'''

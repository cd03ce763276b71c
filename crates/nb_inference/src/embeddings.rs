//! Arbitrary-length text embedding over a provider-agnostic capability.
//!
//! Short texts go straight to the provider; long texts are chunked,
//! embedded chunk by chunk, and combined by length-weighted averaging.
//! The service fails closed: callers always get a vector back, never an
//! error. A zero vector of the provider's dimension means total failure;
//! an empty vector means the chunked path produced nothing usable.

use crate::chunking::{prioritize_chunks, split_text_into_chunks};
use nb_core::{EmbeddingProvider, DEFAULT_EMBEDDING_DIM};
use std::sync::Arc;
use tracing::{debug, info, warn};

const DIRECT_EMBED_LIMIT: usize = 8000;
const SHORT_TEXT_THRESHOLD: usize = 50;
const CHUNK_SIZE: usize = 5000;
const CHUNK_OVERLAP: usize = 200;
const MAX_CHUNKS: usize = 10;
const EDGE_CHUNK_WEIGHT: f32 = 1.5;

pub struct EmbeddingService {
    provider: Arc<dyn EmbeddingProvider>,
}

impl EmbeddingService {
    pub fn new(provider: Arc<dyn EmbeddingProvider>) -> Self {
        Self { provider }
    }

    pub fn provider_name(&self) -> &str {
        self.provider.name()
    }

    /// Probe the provider's embedding dimension with a canary call.
    /// Falls back to the documented default when the provider is
    /// unreachable.
    pub async fn dimension(&self) -> usize {
        match self.provider.embed_text("dimension probe").await {
            Ok(v) if !v.is_empty() => v.len(),
            _ => {
                warn!(
                    default = DEFAULT_EMBEDDING_DIM,
                    "could not probe embedding dimension, using default"
                );
                DEFAULT_EMBEDDING_DIM
            }
        }
    }

    /// Embed `text` into a single vector. Never errors outward.
    pub async fn embed(&self, text: &str) -> Vec<f32> {
        if text.trim().is_empty() {
            warn!("embedding requested for empty text, returning zero vector");
            return vec![0.0; self.dimension().await];
        }

        // Very short texts embed poorly; pad with a synthetic context
        // sentence before calling the provider.
        let padded;
        let text = if text.trim().chars().count() < SHORT_TEXT_THRESHOLD {
            let lead: String = text.trim().chars().take(20).collect();
            padded = format!("{}\n\nThis is an article about {}.", text.trim(), lead);
            debug!(len = padded.len(), "padded short text for embedding");
            padded.as_str()
        } else {
            text
        };

        if text.chars().count() <= DIRECT_EMBED_LIMIT {
            match self.provider.embed_text(text).await {
                Ok(embedding) if !embedding.is_empty() => {
                    debug!(dim = embedding.len(), "direct embedding succeeded");
                    return embedding;
                }
                Ok(_) => warn!("provider returned an empty embedding, trying chunked path"),
                Err(e) => warn!(error = %e, "direct embedding failed, trying chunked path"),
            }
        } else {
            info!(
                len = text.chars().count(),
                "text too long for direct embedding, chunking"
            );
        }

        self.embed_chunked(text).await
    }

    /// Chunk, embed each chunk, combine by weighted average. Returns an
    /// empty vector when no chunk could be embedded.
    async fn embed_chunked(&self, text: &str) -> Vec<f32> {
        let chunks = split_text_into_chunks(text, CHUNK_SIZE, CHUNK_OVERLAP, MAX_CHUNKS);
        if chunks.is_empty() {
            warn!("no chunks produced from text");
            return Vec::new();
        }
        let chunks = prioritize_chunks(chunks, MAX_CHUNKS);
        let total = chunks.len();

        let mut embeddings = Vec::with_capacity(total);
        let mut weights = Vec::with_capacity(total);

        for (i, chunk) in chunks.iter().enumerate() {
            match self.provider.embed_text(chunk).await {
                Ok(embedding) if !embedding.is_empty() => {
                    let mut weight = chunk.chars().count() as f32;
                    // First and last chunk usually carry the lead and the
                    // conclusion; weight them up.
                    if i == 0 || i == total - 1 {
                        weight *= EDGE_CHUNK_WEIGHT;
                    }
                    embeddings.push(embedding);
                    weights.push(weight);
                    debug!(chunk = i + 1, total, "embedded chunk");
                }
                Ok(_) => warn!(chunk = i + 1, total, "empty embedding for chunk, skipping"),
                Err(e) => warn!(chunk = i + 1, total, error = %e, "chunk embedding failed, skipping"),
            }
        }

        if embeddings.is_empty() {
            warn!("no chunk embeddings succeeded");
            return Vec::new();
        }
        if embeddings.len() == 1 {
            return embeddings.pop().unwrap_or_default();
        }

        let combined = weighted_average(&embeddings, &weights);
        info!(chunks = embeddings.len(), "combined chunk embeddings");
        combined
    }
}

fn weighted_average(embeddings: &[Vec<f32>], weights: &[f32]) -> Vec<f32> {
    let dim = embeddings[0].len();
    let mut total_weight: f32 = weights.iter().sum();
    let uniform;
    let weights = if total_weight > 0.0 {
        weights
    } else {
        uniform = vec![1.0; embeddings.len()];
        total_weight = embeddings.len() as f32;
        &uniform
    };

    let mut combined = vec![0.0f32; dim];
    for (embedding, weight) in embeddings.iter().zip(weights) {
        let w = weight / total_weight;
        for (acc, value) in combined.iter_mut().zip(embedding) {
            *acc += value * w;
        }
    }

    // Normalize to unit length so chunk count does not change magnitude.
    let magnitude = combined.iter().map(|x| x * x).sum::<f32>().sqrt();
    if magnitude > 0.0 {
        for value in combined.iter_mut() {
            *value /= magnitude;
        }
    }
    combined
}

#[cfg(test)]
mod tests {
    use super::*;
    use async_trait::async_trait;
    use nb_core::Result;
    use std::sync::atomic::{AtomicUsize, Ordering};

    /// Returns a fixed vector per call index, or fails on listed calls.
    #[derive(Debug)]
    struct ScriptedProvider {
        vectors: Vec<Vec<f32>>,
        fail_all: bool,
        calls: AtomicUsize,
    }

    impl ScriptedProvider {
        fn cycling(vectors: Vec<Vec<f32>>) -> Self {
            Self {
                vectors,
                fail_all: false,
                calls: AtomicUsize::new(0),
            }
        }

        fn failing() -> Self {
            Self {
                vectors: Vec::new(),
                fail_all: true,
                calls: AtomicUsize::new(0),
            }
        }
    }

    #[async_trait]
    impl EmbeddingProvider for ScriptedProvider {
        fn name(&self) -> &str {
            "scripted"
        }

        async fn embed_text(&self, _text: &str) -> Result<Vec<f32>> {
            let call = self.calls.fetch_add(1, Ordering::SeqCst);
            if self.fail_all {
                return Err(nb_core::Error::Inference("scripted failure".to_string()));
            }
            Ok(self.vectors[call % self.vectors.len()].clone())
        }
    }

    #[tokio::test]
    async fn empty_text_yields_zero_vector_of_provider_dimension() {
        let provider = Arc::new(ScriptedProvider::cycling(vec![vec![0.5; 4]]));
        let service = EmbeddingService::new(provider);
        let embedding = service.embed("").await;
        assert_eq!(embedding, vec![0.0; 4]);
    }

    #[tokio::test]
    async fn empty_text_defaults_to_768_when_provider_unreachable() {
        let service = EmbeddingService::new(Arc::new(ScriptedProvider::failing()));
        let embedding = service.embed("   ").await;
        assert_eq!(embedding.len(), DEFAULT_EMBEDDING_DIM);
        assert!(embedding.iter().all(|x| *x == 0.0));
    }

    #[tokio::test]
    async fn direct_path_returns_provider_vector() {
        let provider = Arc::new(ScriptedProvider::cycling(vec![vec![1.0, 2.0, 3.0]]));
        let service = EmbeddingService::new(provider);
        let text = "a reasonably sized text that goes straight to the provider";
        assert_eq!(service.embed(text).await, vec![1.0, 2.0, 3.0]);
    }

    #[tokio::test]
    async fn total_chunk_failure_returns_empty_vector() {
        let service = EmbeddingService::new(Arc::new(ScriptedProvider::failing()));
        let text = "sentence. ".repeat(1000);
        assert!(service.embed(&text).await.is_empty());
    }

    #[test]
    fn equal_weight_average_of_orthogonal_units_is_normalized_diagonal() {
        // Two orthogonal unit chunk embeddings, both carrying the 1.5x
        // edge multiplier and equal lengths: the weighted average
        // degenerates to a simple average, then unit normalization.
        let a = vec![1.0, 0.0];
        let b = vec![0.0, 1.0];
        let combined = weighted_average(&[a, b], &[1.5 * 100.0, 1.5 * 100.0]);
        let expected = 1.0 / 2.0_f32.sqrt();
        assert!((combined[0] - expected).abs() < 1e-6);
        assert!((combined[1] - expected).abs() < 1e-6);
    }

    #[test]
    fn identical_chunks_average_to_the_chunk() {
        let v = vec![0.6, 0.8];
        let combined = weighted_average(&[v.clone(), v.clone()], &[150.0, 150.0]);
        assert!((combined[0] - 0.6).abs() < 1e-6);
        assert!((combined[1] - 0.8).abs() < 1e-6);
    }

    #[test]
    fn zero_weights_fall_back_to_uniform() {
        let combined = weighted_average(&[vec![1.0, 0.0], vec![0.0, 1.0]], &[0.0, 0.0]);
        assert!(combined[0] > 0.0 && combined[1] > 0.0);
    }
}
pub mod memory;
pub mod vector;

pub use memory::{MemoryArticleStore, MemoryProfileStore, MemoryReportStore, MemorySourceStore};
pub use vector::{cosine_similarity, DistanceMetric, QueryHit, VectorEntity, VectorEntityStore, VectorStore};

pub mod prelude {
    pub use crate::memory::*;
    pub use crate::vector::{DistanceMetric, QueryHit, VectorStore};
    pub use nb_core::{ArticleStore, ProfileStore, ReportStore, SourceStore};
}
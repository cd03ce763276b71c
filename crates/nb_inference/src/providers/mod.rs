pub mod dummy;
pub mod openai;

pub use dummy::DummyProvider;
pub use openai::OpenAiProvider;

'''

Action item: Your answer should consist of all lines above that include the string "embedded".

Solution to this problem:
//! embedded chunk by chunk, and combined by length-weighted averaging.
    /// empty vector when no chunk could be embedded.
                    debug!(chunk = i + 1, total, "embedded chunk");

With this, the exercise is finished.